The Company’s risk management program for interest rate, foreign currency and commodity risks is based on fundamental, mathematical and technical models that take into account the implicit cost of hedging. Risks created by derivative instruments and the mark-to-market valuations of positions are strictly monitored at all times, using value-at-risk and stress tests. Counterparty credit risk arising from these contracts is not significant because the Company minimizes counterparty concentration, deals primarily with major financial institutions of solid credit quality, and the majority of its hedging transactions mature in less than three months. In addition, the Company minimizes concentrations of credit risk through its global orientation by transacting with large, internationally diversified financial counterparties. It is the Company’s policy to not have credit risk-related contingent features in its derivative instruments. No significant concentration of counterparty credit risk existed at December 31, 2019. The Company does not anticipate losses from credit risk, and the net cash requirements arising from counterparty risk associated with risk management activities are not expected to be material in 2020.

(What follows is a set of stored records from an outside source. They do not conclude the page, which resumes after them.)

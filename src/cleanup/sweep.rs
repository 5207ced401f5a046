// src/cleanup/sweep.rs

use std::ffi::OsStr;
use std::path::{Path, PathBuf};
use std::process::Stdio;
use std::time::Duration;

use nix::sys::signal::{killpg, Signal as UnixSignal};
use nix::unistd::Pid as UnixPid;
use sysinfo::{
    Pid, ProcessRefreshKind, ProcessStatus, ProcessesToUpdate, Signal, System, UpdateKind,
};
use tokio::process::Command;
use tokio::time::{sleep, timeout, Instant};
use tracing::{debug, info, warn};

use crate::runtime::environment::PREFIX_VAR;
use crate::runtime::{ProcessEnvironment, RuntimeDescriptor};

const POLL_INTERVAL: Duration = Duration::from_millis(100);
const COMM_LEN: usize = 15;

/// A live process owned by the runtime for some prefix.
#[derive(Debug, Clone, PartialEq, Eq)]
pub struct RuntimeProcess {
    pub pid: u32,
    pub name: String,
}

impl std::fmt::Display for RuntimeProcess {
    fn fmt(&self, f: &mut std::fmt::Formatter<'_>) -> std::fmt::Result {
        write!(f, "{}[{}]", self.name, self.pid)
    }
}

#[derive(Debug, Clone, Default, PartialEq, Eq)]
pub struct SweepReport {
    pub terminated: Vec<RuntimeProcess>,
    /// Processes still alive after SIGKILL (normally empty).
    pub remaining: Vec<RuntimeProcess>,
}

/// Send `signal` to the process group led by `pgid`.
///
/// Returns `false` when the group no longer exists.
pub fn signal_group(pgid: u32, signal: UnixSignal) -> bool {
    let Ok(raw) = i32::try_from(pgid) else {
        return false;
    };
    match killpg(UnixPid::from_raw(raw), signal) {
        Ok(()) => {
            debug!(pgid, ?signal, "signalled process group");
            true
        }
        Err(e) => {
            debug!(pgid, ?signal, error = %e, "process group signal not delivered");
            false
        }
    }
}

/// Ask the runtime server for `env`'s prefix to shut down (`wineserver -k`).
///
/// Best effort: a missing server binary, a spawn failure or a server that
/// does not exit within `limit` are logged and otherwise ignored.
pub async fn shutdown_server(
    runtime: &RuntimeDescriptor,
    env: &ProcessEnvironment,
    limit: Duration,
) -> bool {
    let Some(server) = runtime.server() else {
        debug!("runtime has no server binary; skipping server shutdown");
        return false;
    };

    let mut cmd = Command::new(server);
    cmd.arg("-k")
        .stdin(Stdio::null())
        .stdout(Stdio::null())
        .stderr(Stdio::null())
        .kill_on_drop(true);
    env.apply(&mut cmd);

    let mut child = match cmd.spawn() {
        Ok(child) => child,
        Err(e) => {
            warn!(server = %server.display(), error = %e, "could not start server shutdown");
            return false;
        }
    };

    match timeout(limit, child.wait()).await {
        Ok(Ok(status)) => {
            debug!(code = ?status.code(), "server shutdown finished");
            status.success()
        }
        Ok(Err(e)) => {
            warn!(error = %e, "waiting for server shutdown failed");
            false
        }
        Err(_) => {
            warn!(?limit, "server shutdown did not finish in time");
            false
        }
    }
}

/// Live processes whose name is in `names` and whose `WINEPREFIX` is `prefix`.
pub async fn find_runtime_processes(prefix: &Path, names: &[String]) -> Vec<RuntimeProcess> {
    let prefix = prefix.to_path_buf();
    let names = names.to_vec();
    match tokio::task::spawn_blocking(move || scan(&prefix, &names)).await {
        Ok(found) => found,
        Err(e) => {
            warn!(error = %e, "process scan panicked");
            Vec::new()
        }
    }
}

/// Terminate every runtime process of `prefix`: SIGTERM, wait up to
/// `grace`, then SIGKILL whatever is left.
pub async fn sweep_runtime_processes(
    prefix: &Path,
    names: &[String],
    grace: Duration,
) -> SweepReport {
    let found = find_runtime_processes(prefix, names).await;
    if found.is_empty() {
        debug!(prefix = %prefix.display(), "no runtime processes to sweep");
        return SweepReport::default();
    }

    info!(
        prefix = %prefix.display(),
        count = found.len(),
        "terminating leftover runtime processes"
    );
    send_to(&found, Signal::Term);

    let deadline = Instant::now() + grace;
    let mut alive = found.clone();
    while !alive.is_empty() && Instant::now() < deadline {
        sleep(POLL_INTERVAL).await;
        alive = still_alive(&alive, find_runtime_processes(prefix, names).await);
    }

    if !alive.is_empty() {
        warn!(count = alive.len(), "runtime processes ignored SIGTERM; killing");
        send_to(&alive, Signal::Kill);
        sleep(POLL_INTERVAL).await;
        alive = still_alive(&alive, find_runtime_processes(prefix, names).await);
    }

    for p in &alive {
        warn!(process = %p, "runtime process survived SIGKILL");
    }

    SweepReport {
        terminated: found,
        remaining: alive,
    }
}

fn still_alive(previous: &[RuntimeProcess], current: Vec<RuntimeProcess>) -> Vec<RuntimeProcess> {
    current
        .into_iter()
        .filter(|p| previous.iter().any(|q| q.pid == p.pid))
        .collect()
}

fn send_to(targets: &[RuntimeProcess], signal: Signal) {
    let mut sys = System::new();
    let pids: Vec<Pid> = targets.iter().map(|p| Pid::from_u32(p.pid)).collect();
    sys.refresh_processes_specifics(
        ProcessesToUpdate::Some(&pids),
        true,
        ProcessRefreshKind::nothing(),
    );
    for target in targets {
        let Some(process) = sys.process(Pid::from_u32(target.pid)) else {
            continue;
        };
        let delivered = match signal {
            Signal::Kill => process.kill(),
            other => process.kill_with(other).unwrap_or(false),
        };
        debug!(process = %target, ?signal, delivered, "signalled runtime process");
    }
}

fn scan(prefix: &Path, names: &[String]) -> Vec<RuntimeProcess> {
    let mut sys = System::new();
    sys.refresh_processes_specifics(
        ProcessesToUpdate::All,
        true,
        ProcessRefreshKind::nothing()
            .with_environ(UpdateKind::Always)
            .with_cmd(UpdateKind::Always),
    );

    let own = sysinfo::get_current_pid().ok();
    let mut found: Vec<RuntimeProcess> = sys
        .processes()
        .iter()
        .filter(|(pid, _)| Some(**pid) != own)
        .filter(|(_, p)| p.status() != ProcessStatus::Zombie)
        .filter_map(|(pid, p)| {
            let name = matching_name(p.name(), p.cmd().first().map(|s| s.as_os_str()), names)?;
            bound_to_prefix(p.environ(), prefix).then(|| RuntimeProcess {
                pid: pid.as_u32(),
                name,
            })
        })
        .collect();
    found.sort_by_key(|p| p.pid);
    found
}

/// The configured name matched by the process name or its argv[0] basename.
///
/// Kernel process names are truncated to [`COMM_LEN`] bytes. Windows
/// binaries run under the runtime loader with `C:\...\app.exe` as argv[0],
/// so both separators are considered.
fn matching_name(name: &OsStr, argv0: Option<&OsStr>, names: &[String]) -> Option<String> {
    let name = name.to_string_lossy();
    let argv0 = argv0.map(|a| a.to_string_lossy().into_owned()).unwrap_or_default();
    let base = argv0.rsplit(['/', '\\']).next().unwrap_or_default();

    names
        .iter()
        .find(|n| {
            n.as_str() == name
                || n.as_str() == base
                || (name.len() == COMM_LEN && n.starts_with(&*name))
        })
        .cloned()
}

fn bound_to_prefix(environ: &[std::ffi::OsString], prefix: &Path) -> bool {
    let wanted = format!("{PREFIX_VAR}=");
    environ.iter().any(|entry| {
        entry
            .to_str()
            .and_then(|e| e.strip_prefix(&wanted))
            .is_some_and(|value| PathBuf::from(value) == prefix)
    })
}
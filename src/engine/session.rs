// src/engine/session.rs

//! The async IO shell around the planners.
//!
//! A [`Session`] is opened once per run: it resolves the runtime (fatal on
//! failure), detects the host, derives the process environment and owns the
//! [`TaskEngine`]. All intents go through it.

use std::path::PathBuf;
use std::sync::Arc;

use tracing::{debug, info, warn};

use crate::backend::{self, TransitionPlan};
use crate::cleanup::{self, ResetContext, ResetReport, ResetRequest};
use crate::config::ConfigFile;
use crate::engine::core::{self as planner, PlanContext, PrerequisitePlan};
use crate::engine::hints::{derive_hints, Hint};
use crate::engine::status::{query_runtime_version, SessionStatus};
use crate::engine::Intent;
use crate::errors::{Result, WinepilotError};
use crate::exec::{self, SlotLease, TaskEngine, TaskHandle, TaskOutcome, TaskReport};
use crate::fs::FileSystem;
use crate::host::{self, GpuInfo, HostProfile};
use crate::pe;
use crate::runtime::{self, HostEnv, ProcessEnvironment, RuntimeDescriptor};
use crate::types::BackendChoice;

/// Result of installing prerequisites.
#[derive(Debug)]
pub enum PrerequisiteAction {
    Submitted(TaskHandle),
    Manual { instructions: String },
}

/// Result of a backend transition.
#[derive(Debug)]
pub struct BackendSwitch {
    pub target: BackendChoice,
    /// One report per task run, install first.
    pub reports: Vec<TaskReport>,
}

impl BackendSwitch {
    /// Outcome of the last task that ran.
    pub fn outcome(&self) -> TaskOutcome {
        self.reports
            .last()
            .map(|r| r.outcome.clone())
            .unwrap_or(TaskOutcome::Completed { exit_code: 0 })
    }
}

/// Reset report plus the status re-queried afterwards.
#[derive(Debug)]
pub struct ResetOutcome {
    pub report: ResetReport,
    pub status: SessionStatus,
}

#[derive(Debug)]
pub struct Session {
    config: Arc<ConfigFile>,
    fs: Arc<dyn FileSystem>,
    runtime: Arc<RuntimeDescriptor>,
    env: Arc<ProcessEnvironment>,
    host: HostProfile,
    prefix: PathBuf,
    engine: TaskEngine,
}

impl Session {
    /// Resolve the runtime and set up a session for `config`.
    ///
    /// Fails with `RuntimeNotFound` before any task can exist.
    pub fn open(config: ConfigFile, fs: Arc<dyn FileSystem>) -> Result<Self> {
        let candidates = runtime::default_candidates(&config.session);
        let descriptor = runtime::resolve(fs.as_ref(), &candidates)?;
        let host = HostProfile::current().clone();
        Ok(Self::from_parts(config, fs, descriptor, host, &runtime::host_env()))
    }

    /// Assemble a session from already-resolved parts.
    pub fn from_parts(
        config: ConfigFile,
        fs: Arc<dyn FileSystem>,
        descriptor: RuntimeDescriptor,
        host: HostProfile,
        host_env: &HostEnv,
    ) -> Self {
        let prefix = config.prefix_path();
        let env = Arc::new(runtime::build_environment(&descriptor, &prefix, host_env));
        let runtime = Arc::new(descriptor);
        let engine = TaskEngine::new(
            Arc::clone(&runtime),
            prefix.clone(),
            Arc::clone(&env),
            config.engine.clone(),
            Arc::clone(&fs),
        );

        info!(
            runtime = %runtime.executable().display(),
            origin = %runtime.origin(),
            prefix = %prefix.display(),
            host = %host.family(),
            "session opened"
        );

        Self {
            config: Arc::new(config),
            fs,
            runtime,
            env,
            host,
            prefix,
            engine,
        }
    }

    pub fn config(&self) -> &ConfigFile {
        &self.config
    }

    pub fn runtime(&self) -> &RuntimeDescriptor {
        &self.runtime
    }

    pub fn environment(&self) -> &ProcessEnvironment {
        &self.env
    }

    pub fn host(&self) -> &HostProfile {
        &self.host
    }

    pub fn prefix(&self) -> &std::path::Path {
        &self.prefix
    }

    /// The engine, for cancellation from other tasks (e.g. a Ctrl-C handler).
    pub fn engine(&self) -> &TaskEngine {
        &self.engine
    }

    fn plan_context(&self) -> PlanContext<'_> {
        PlanContext {
            config: &self.config,
            runtime: &self.runtime,
            prefix: &self.prefix,
            fs: self.fs.as_ref(),
        }
    }

    /// Plan `intent` without running it.
    pub fn plan(&self, intent: &Intent) -> Result<exec::TaskSpec> {
        planner::plan(intent, &self.plan_context())
    }

    /// Plan and submit `intent`.
    pub fn submit(&self, intent: Intent) -> Result<TaskHandle> {
        let spec = self.plan(&intent)?;
        info!(intent = intent.name(), label = %spec.label, "submitting intent");
        self.engine.submit(spec)
    }

    pub fn cancel(&self, handle: &TaskHandle) -> bool {
        self.engine.cancel(handle)
    }

    /// Troubleshooting hints for a finished task.
    pub fn hints(&self, report: &TaskReport) -> Vec<Hint> {
        if report.outcome.is_success() {
            return Vec::new();
        }
        derive_hints(&report.log)
    }

    /// Plan the transition to `target` against the prefix's installed components.
    pub fn plan_backend(&self, target: BackendChoice) -> TransitionPlan {
        let installed = backend::installed_components(self.fs.as_ref(), &self.prefix);
        backend::plan_transition(
            target,
            &installed,
            &self.runtime,
            &self.config.session.component_tool,
            self.config.engine.setup_timeout,
        )
    }

    /// Move the prefix to `target`: install missing components, then write
    /// the registry. Stops after a failed install. `on_line` receives every
    /// log line as it arrives.
    ///
    /// The slot is held for the whole transition; other submissions are
    /// refused with `Busy` until it ends.
    pub async fn switch_backend(
        &self,
        target: BackendChoice,
        mut on_line: impl FnMut(&str),
    ) -> Result<BackendSwitch> {
        let lease = self.engine.reserve(format!("backend {target}"))?;
        let plan = self.plan_backend(target);
        if !plan.missing.is_empty() {
            info!(%target, missing = ?plan.missing, "backend needs components first");
        }

        let mut reports = Vec::new();
        for spec in plan.install.into_iter().chain(std::iter::once(plan.apply)) {
            let mut handle = self.engine.submit_leased(&lease, spec)?;
            if let Some(mut logs) = handle.take_logs() {
                while let Some(line) = logs.next_line().await {
                    on_line(&line);
                }
            }
            let report = handle.wait().await;
            let ok = report.outcome.is_success();
            reports.push(report);
            if !ok {
                warn!(%target, "backend transition stopped");
                break;
            }
        }

        Ok(BackendSwitch { target, reports })
    }

    /// Backend currently recorded in the prefix.
    pub fn current_backend(&self) -> Option<BackendChoice> {
        let store = backend::read_user_registry(self.fs.as_ref(), &self.prefix);
        backend::current_backend(&store)
    }

    /// Non-binding suggestion from the detected GPUs. Never applied here.
    pub async fn recommend_backend(&self) -> Option<(BackendChoice, GpuInfo)> {
        let gpus = host::detect_gpus().await;
        host::gpu::recommend(&gpus).map(|(choice, gpu)| (choice, gpu.clone()))
    }

    pub fn current_dpi(&self) -> u32 {
        let store = backend::read_user_registry(self.fs.as_ref(), &self.prefix);
        planner::current_dpi(&store)
    }

    /// Install the component tool through the host's package manager, or
    /// explain how to do it by hand.
    pub fn install_prerequisites(&self) -> Result<PrerequisiteAction> {
        match planner::plan_prerequisites(&self.host, &self.config.session.component_tool) {
            PrerequisitePlan::Task(spec) => Ok(PrerequisiteAction::Submitted(self.engine.submit(spec)?)),
            PrerequisitePlan::Manual(instructions) => Ok(PrerequisiteAction::Manual { instructions }),
        }
    }

    /// Gather a fresh status snapshot.
    pub async fn status(&self) -> SessionStatus {
        let ctx = self.plan_context();
        let store = backend::read_user_registry(self.fs.as_ref(), &self.prefix);
        let tool = &self.config.session.component_tool;

        SessionStatus {
            runtime_executable: self.runtime.executable().to_path_buf(),
            runtime_origin: self.runtime.origin(),
            runtime_version: query_runtime_version(&self.runtime, &self.env).await,
            architectures: crate::types::describe_arches(self.runtime.architectures()),
            prefix: self.prefix.clone(),
            prefix_exists: self.fs.is_dir(&self.prefix),
            target: planner::locate_target(&ctx).ok(),
            backend: backend::current_backend(&store),
            dpi: planner::current_dpi(&store),
            host_family: self.host.family(),
            automatic_install: self.host.supports_automatic_install(),
            component_tool_available: which::which(tool).is_ok(),
            gpus: host::detect_gpus().await,
            active_task: self.engine.active_task(),
        }
    }

    /// Reset the session. An active task is cancelled and awaited first;
    /// the slot stays reserved until the reset has finished.
    pub async fn reset(&self, request: ResetRequest) -> Result<ResetOutcome> {
        let lease = self.claim_slot("reset").await;

        let ctx = ResetContext {
            runtime: Arc::clone(&self.runtime),
            env: Arc::clone(&self.env),
            prefix: self.prefix.clone(),
            component_cache: self.config.component_cache(),
            repair_paths: self.config.repair_targets(),
            process_names: self.config.engine.process_names.clone(),
            grace_period: self.config.engine.grace_period,
        };
        let report = cleanup::reset(self.fs.as_ref(), &ctx, request).await;
        drop(lease);

        let report = report?;
        let status = self.status().await;
        Ok(ResetOutcome { report, status })
    }

    /// Cancel whatever runs, wait for the slot to drain, then reserve it.
    async fn claim_slot(&self, label: &str) -> SlotLease {
        loop {
            if let Some(id) = self.engine.cancel_active() {
                info!(task = %id, %label, "cancelling active task");
            }
            self.engine.wait_idle().await;
            match self.engine.reserve(label) {
                Ok(lease) => return lease,
                Err(e) => debug!(error = %e, %label, "slot taken again; retrying"),
            }
        }
    }

    /// Launch the target in the foreground and return its exit code.
    ///
    /// Refused with `Busy` while anything holds the slot; holds it until the
    /// application exits.
    pub async fn handoff(&self, executable: Option<PathBuf>) -> Result<i32> {
        let _lease = self.engine.reserve("handoff")?;

        let spec = self.plan(&Intent::Launch { executable })?;
        if let Some(target) = spec.target.as_deref() {
            pe::check_compatibility(self.fs.as_ref(), target, &self.runtime)?;
        }
        let Some(step) = spec.steps.first() else {
            return Err(WinepilotError::InvalidTask("launch has no steps".to_string()));
        };
        exec::handoff(step, &self.env, spec.working_dir.as_deref()).await
    }
}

The Company revises its strategies as market conditions dictate and management reviews its overall financial strategies and the impacts from using derivatives in its risk management program with the Company’s senior leadership who also reviews these strategies with the Dow Inc. Board and/or relevant committees thereof.

The notional amounts of the Company's derivative instruments presented on a net basis at December 31, 2019 and 2018, were as follows:

Notional Amounts - Net
Dec 31, 2019
Dec 31, 2018
In millions
Derivatives designated as hedging instruments:
 
 
Interest rate contracts
$
922

$
2,049

Foreign currency contracts
$
6,253

$
4,457

Derivatives not designated as hedging instruments:
 
 
Interest rate contracts
$
145

$
5

Foreign currency contracts
$
5,567

$
19,285


The notional amounts of the Company's commodity derivatives at December 31, 2019 and 2018, were as follows:

Commodity Notionals - Net
Dec 31, 2019
Dec 31, 2018
Notional Volume Unit
 
Derivatives designated as hedging instruments:
 
 
 
Hydrocarbon derivatives
6.1

39.9

million barrels of oil equivalent
Derivatives not designated as hedging instruments:
 
 
 
Hydrocarbon derivatives
0.1

1.2

million barrels of oil equivalent
Power derivatives
87.5

73.9

thousands of megawatt hours


Maturity Dates of Derivatives Designated as Hedges
Year
 
Interest rate contracts
2021
Foreign currency contracts 1
2020
Commodity contracts
2022
1.
The Company had foreign currency contracts primarily through 2020 with a nominal impact into the first quarter of 2021.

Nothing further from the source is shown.